=== Section Start ===

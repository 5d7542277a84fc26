//! Outline trees for display.
//!
//! Every parsed structure converts into an [`Outline`]: a byte span, a short
//! label, an optional description and ordered children. Outlines are what the
//! CLI renders; they carry no references back into the parse tree.
//!
//! Descriptions come from the [`DescriptionProvider`] passed to
//! [`ToOutline::to_outline`], so the same document can be rendered with
//! [`StandardDescriptions`](crate::describe::StandardDescriptions) or with
//! none at all.

mod visitor;

use crate::describe::{DescriptionProvider, ItemKind};
use crate::document::{
    Comment, CrossReferenceTable, Document, Header, Section, StartXref, Trailer, XrefEntry,
    XrefSubsection,
};
use crate::frame::{BodyEntry, IndirectObjectFrame, Payload};
use crate::node::{Node, NodeKind};
use crate::span::ByteSpan;
use std::fmt::{self, Write as FmtWrite};

pub use visitor::{walk, NullVisitor, OutlineVisitor, StatsVisitor};

/// Maximum number of characters of a comment shown in its label
const COMMENT_LABEL_CHARS: usize = 60;

/// One displayable item
#[derive(Debug, Clone, PartialEq, Eq)]
pub struct Outline {
    /// What the item is
    pub kind: ItemKind,
    /// Bytes the item covers
    pub span: ByteSpan,
    /// Short label
    pub label: String,
    /// Longer explanation from the description provider
    pub description: Option<String>,
    /// `true` if the item itself records malformed input
    pub error: bool,
    /// Nested items in display order
    pub children: Vec<Outline>,
}

impl Outline {
    /// Creates a childless item with no description
    pub fn new(kind: ItemKind, span: ByteSpan, label: impl Into<String>) -> Self {
        Self {
            kind,
            span,
            label: label.into(),
            description: None,
            error: false,
            children: Vec::new(),
        }
    }

    fn described(mut self, provider: &dyn DescriptionProvider) -> Self {
        self.description = provider.describe(self.kind).map(|d| d.into_owned());
        self
    }

    fn with_children(mut self, children: Vec<Outline>) -> Self {
        self.children = children;
        self
    }

    fn with_error(mut self, error: bool) -> Self {
        self.error = error;
        self
    }

    /// Returns `true` if this item or any descendant is flagged as an error
    pub fn has_errors(&self) -> bool {
        self.error || self.children.iter().any(Outline::has_errors)
    }
}

/// Conversion into an [`Outline`]
pub trait ToOutline {
    /// Builds the outline, looking descriptions up in `provider`
    fn to_outline(&self, provider: &dyn DescriptionProvider) -> Outline;
}

fn keyword(span: ByteSpan, text: &str) -> Outline {
    Outline::new(ItemKind::Keyword, span, text)
}

impl ToOutline for Node {
    fn to_outline(&self, provider: &dyn DescriptionProvider) -> Outline {
        let (open, close) = match &self.kind {
            NodeKind::Array(a) => (Some("["), a.closed.then_some("]")),
            NodeKind::Dictionary(d) => (Some("<<"), d.closed.then_some(">>")),
            _ => (None, None),
        };

        let mut children = Vec::new();
        if let Some(open) = open {
            children.push(keyword(ByteSpan::new(self.span.start, open.len()), open));
        }
        children.extend(self.children().iter().map(|child| child.to_outline(provider)));
        if let Some(close) = close {
            let start = self.span.end().saturating_sub(close.len());
            children.push(keyword(ByteSpan::new(start, close.len()), close));
        }
        if let NodeKind::Reference(reference) = &self.kind {
            children.push(keyword(reference.marker, "R"));
        }

        Outline::new(self.item_kind(), self.span, self.label())
            .described(provider)
            .with_error(self.is_error())
            .with_children(children)
    }
}

impl ToOutline for Payload {
    fn to_outline(&self, provider: &dyn DescriptionProvider) -> Outline {
        let mut children = vec![keyword(self.keyword, "stream")];
        if !self.line_end.is_empty() {
            children.push(Outline::new(ItemKind::Filler, self.line_end, "NewLine"));
        }
        children.push(
            Outline::new(
                ItemKind::PayloadData,
                self.data,
                format!("{} bytes", self.data.len),
            )
            .described(provider),
        );
        if let Some(end) = self.end_keyword {
            children.push(keyword(end, "endstream"));
        }
        if !self.trailer.is_empty() {
            children.push(Outline::new(ItemKind::Filler, self.trailer, "Filler"));
        }

        Outline::new(ItemKind::Payload, self.span, "Stream")
            .described(provider)
            .with_error(self.end_keyword.is_none())
            .with_children(children)
    }
}

impl ToOutline for IndirectObjectFrame {
    fn to_outline(&self, provider: &dyn DescriptionProvider) -> Outline {
        let number = format!("{} {}", self.object_number, self.generation);
        let label = match self.type_name() {
            Some(type_name) => format!("Object {} ({})", number, type_name),
            None => format!("Object {}", number),
        };

        let mut children = vec![Outline::new(
            ItemKind::ObjectStart,
            self.start_signature,
            format!("{} obj", number),
        )
        .described(provider)];
        children.extend(self.body.iter().map(|entry| match entry {
            BodyEntry::Token(node) => node.to_outline(provider),
            BodyEntry::Payload(payload) => payload.to_outline(provider),
        }));
        if let Some(end) = self.end_signature {
            children.push(Outline::new(ItemKind::ObjectEnd, end, "endobj").described(provider));
        }

        Outline::new(ItemKind::IndirectObject, self.span, label)
            .described(provider)
            .with_error(self.end_signature.is_none())
            .with_children(children)
    }
}

impl ToOutline for Header {
    fn to_outline(&self, provider: &dyn DescriptionProvider) -> Outline {
        Outline::new(ItemKind::Header, self.span, format!("PDF-{}", self.version))
            .described(provider)
    }
}

impl ToOutline for Comment {
    fn to_outline(&self, provider: &dyn DescriptionProvider) -> Outline {
        let text: String = self.text.trim_end().chars().take(COMMENT_LABEL_CHARS).collect();
        Outline::new(ItemKind::Comment, self.span, format!("%{}", text)).described(provider)
    }
}

impl ToOutline for XrefEntry {
    fn to_outline(&self, provider: &dyn DescriptionProvider) -> Outline {
        let label = if self.in_use {
            format!(
                "Object {} {} at offset {}",
                self.object_number, self.generation, self.offset
            )
        } else {
            format!("Object {} {} free", self.object_number, self.generation)
        };
        Outline::new(ItemKind::CrossReferenceEntry, self.span, label).described(provider)
    }
}

impl ToOutline for XrefSubsection {
    fn to_outline(&self, provider: &dyn DescriptionProvider) -> Outline {
        let mut children = vec![keyword(
            self.header,
            &format!("{} {}", self.first, self.count),
        )];
        children.extend(self.entries.iter().map(|e| e.to_outline(provider)));

        Outline::new(
            ItemKind::CrossReferenceSubsection,
            self.span,
            format!("Objects {}..{}", self.first, self.first.saturating_add(self.count)),
        )
        .described(provider)
        .with_error(self.entries.len() as u64 != u64::from(self.count))
        .with_children(children)
    }
}

impl ToOutline for CrossReferenceTable {
    fn to_outline(&self, provider: &dyn DescriptionProvider) -> Outline {
        let mut children = vec![keyword(self.keyword, "xref")];
        children.extend(self.subsections.iter().map(|s| s.to_outline(provider)));

        Outline::new(
            ItemKind::CrossReference,
            self.span,
            format!("Cross-reference table ({} entries)", self.entries().count()),
        )
        .described(provider)
        .with_children(children)
    }
}

impl ToOutline for Trailer {
    fn to_outline(&self, provider: &dyn DescriptionProvider) -> Outline {
        let mut children = vec![keyword(self.keyword, "trailer")];
        children.extend(self.body.iter().map(|node| node.to_outline(provider)));

        Outline::new(ItemKind::Trailer, self.span, "Trailer")
            .described(provider)
            .with_children(children)
    }
}

impl ToOutline for StartXref {
    fn to_outline(&self, provider: &dyn DescriptionProvider) -> Outline {
        let mut children = vec![keyword(self.keyword, "startxref")];
        if let (Some(span), Some(offset)) = (self.offset_line, self.offset) {
            children.push(
                Outline::new(ItemKind::Numeric, span, offset.to_string()).described(provider),
            );
        }

        let label = match self.offset {
            Some(offset) => format!("startxref {}", offset),
            None => "startxref".to_string(),
        };
        Outline::new(ItemKind::StartXref, self.span, label)
            .described(provider)
            .with_error(self.offset.is_none())
            .with_children(children)
    }
}

impl ToOutline for Section {
    fn to_outline(&self, provider: &dyn DescriptionProvider) -> Outline {
        match self {
            Section::Header(header) => header.to_outline(provider),
            Section::Comment(comment) => comment.to_outline(provider),
            Section::Object(frame) => frame.to_outline(provider),
            Section::CrossReference(table) => table.to_outline(provider),
            Section::Trailer(trailer) => trailer.to_outline(provider),
            Section::StartXref(record) => record.to_outline(provider),
            Section::Unparsed(span) => {
                Outline::new(ItemKind::Unparsed, *span, format!("{} unparsed bytes", span.len))
                    .described(provider)
            }
        }
    }
}

impl ToOutline for Document {
    fn to_outline(&self, provider: &dyn DescriptionProvider) -> Outline {
        let label = match self.version() {
            Some(version) => format!("PDF document, version {}", version),
            None => "PDF document".to_string(),
        };
        Outline::new(ItemKind::Document, self.span(), label)
            .described(provider)
            .with_children(
                self.sections
                    .iter()
                    .map(|section| section.to_outline(provider))
                    .collect(),
            )
    }
}

/// Configuration for text rendering
#[derive(Debug, Clone)]
pub struct RenderConfig {
    /// Indentation string per nesting level (default: 2 spaces)
    pub indent_str: String,
    /// Render filler items
    pub show_fillers: bool,
    /// Append descriptions to labels
    pub show_descriptions: bool,
    /// Deepest level rendered (0 = unlimited)
    pub max_depth: usize,
}

impl Default for RenderConfig {
    fn default() -> Self {
        Self {
            indent_str: "  ".to_string(),
            show_fillers: true,
            show_descriptions: true,
            max_depth: 0,
        }
    }
}

impl RenderConfig {
    /// Creates a new config with default values
    pub fn new() -> Self {
        Self::default()
    }

    /// Sets the indentation string
    pub fn indent_str(mut self, s: impl Into<String>) -> Self {
        self.indent_str = s.into();
        self
    }

    /// Sets whether filler items are rendered
    pub fn show_fillers(mut self, show: bool) -> Self {
        self.show_fillers = show;
        self
    }

    /// Sets whether descriptions are rendered
    pub fn show_descriptions(mut self, show: bool) -> Self {
        self.show_descriptions = show;
        self
    }

    /// Sets the deepest rendered level
    pub fn max_depth(mut self, depth: usize) -> Self {
        self.max_depth = depth;
        self
    }
}

/// Writes an outline as an indented text tree.
///
/// Each item is one line: `<span> <label>`, prefixed with `!` when the item
/// is flagged as an error and followed by ` -- <description>` when enabled.
pub struct TreeRenderer<'a, W: FmtWrite> {
    writer: &'a mut W,
    config: &'a RenderConfig,
}

impl<'a, W: FmtWrite> TreeRenderer<'a, W> {
    /// Creates a renderer writing to `writer`
    pub fn new(writer: &'a mut W, config: &'a RenderConfig) -> Self {
        Self { writer, config }
    }

    /// Renders the whole tree
    pub fn render(&mut self, outline: &Outline) -> fmt::Result {
        walk(outline, self)
    }

    fn is_visible(&self, item: &Outline, depth: usize) -> bool {
        (self.config.show_fillers || item.kind != ItemKind::Filler)
            && (self.config.max_depth == 0 || depth <= self.config.max_depth)
    }

    fn write_indent(&mut self, depth: usize) -> fmt::Result {
        for _ in 0..depth {
            write!(self.writer, "{}", self.config.indent_str)?;
        }
        Ok(())
    }
}

impl<W: FmtWrite> OutlineVisitor for TreeRenderer<'_, W> {
    fn enter(&mut self, item: &Outline, depth: usize) -> fmt::Result {
        if !self.is_visible(item, depth) {
            return Ok(());
        }
        self.write_indent(depth)?;
        if item.error {
            write!(self.writer, "! ")?;
        }
        write!(self.writer, "{} {}", item.span, item.label)?;
        if self.config.show_descriptions {
            if let Some(description) = &item.description {
                write!(self.writer, " -- {}", description)?;
            }
        }
        writeln!(self.writer)
    }
}

/// Renders an outline to a string
pub fn render_to_string(outline: &Outline, config: &RenderConfig) -> String {
    let mut output = String::new();
    let _ = TreeRenderer::new(&mut output, config).render(outline);
    output
}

=== Section End ===

◆ Instructions for the task:
How many lines in this listing contain "derive"? Give that number and stop.

◆ Answer to this problem:
2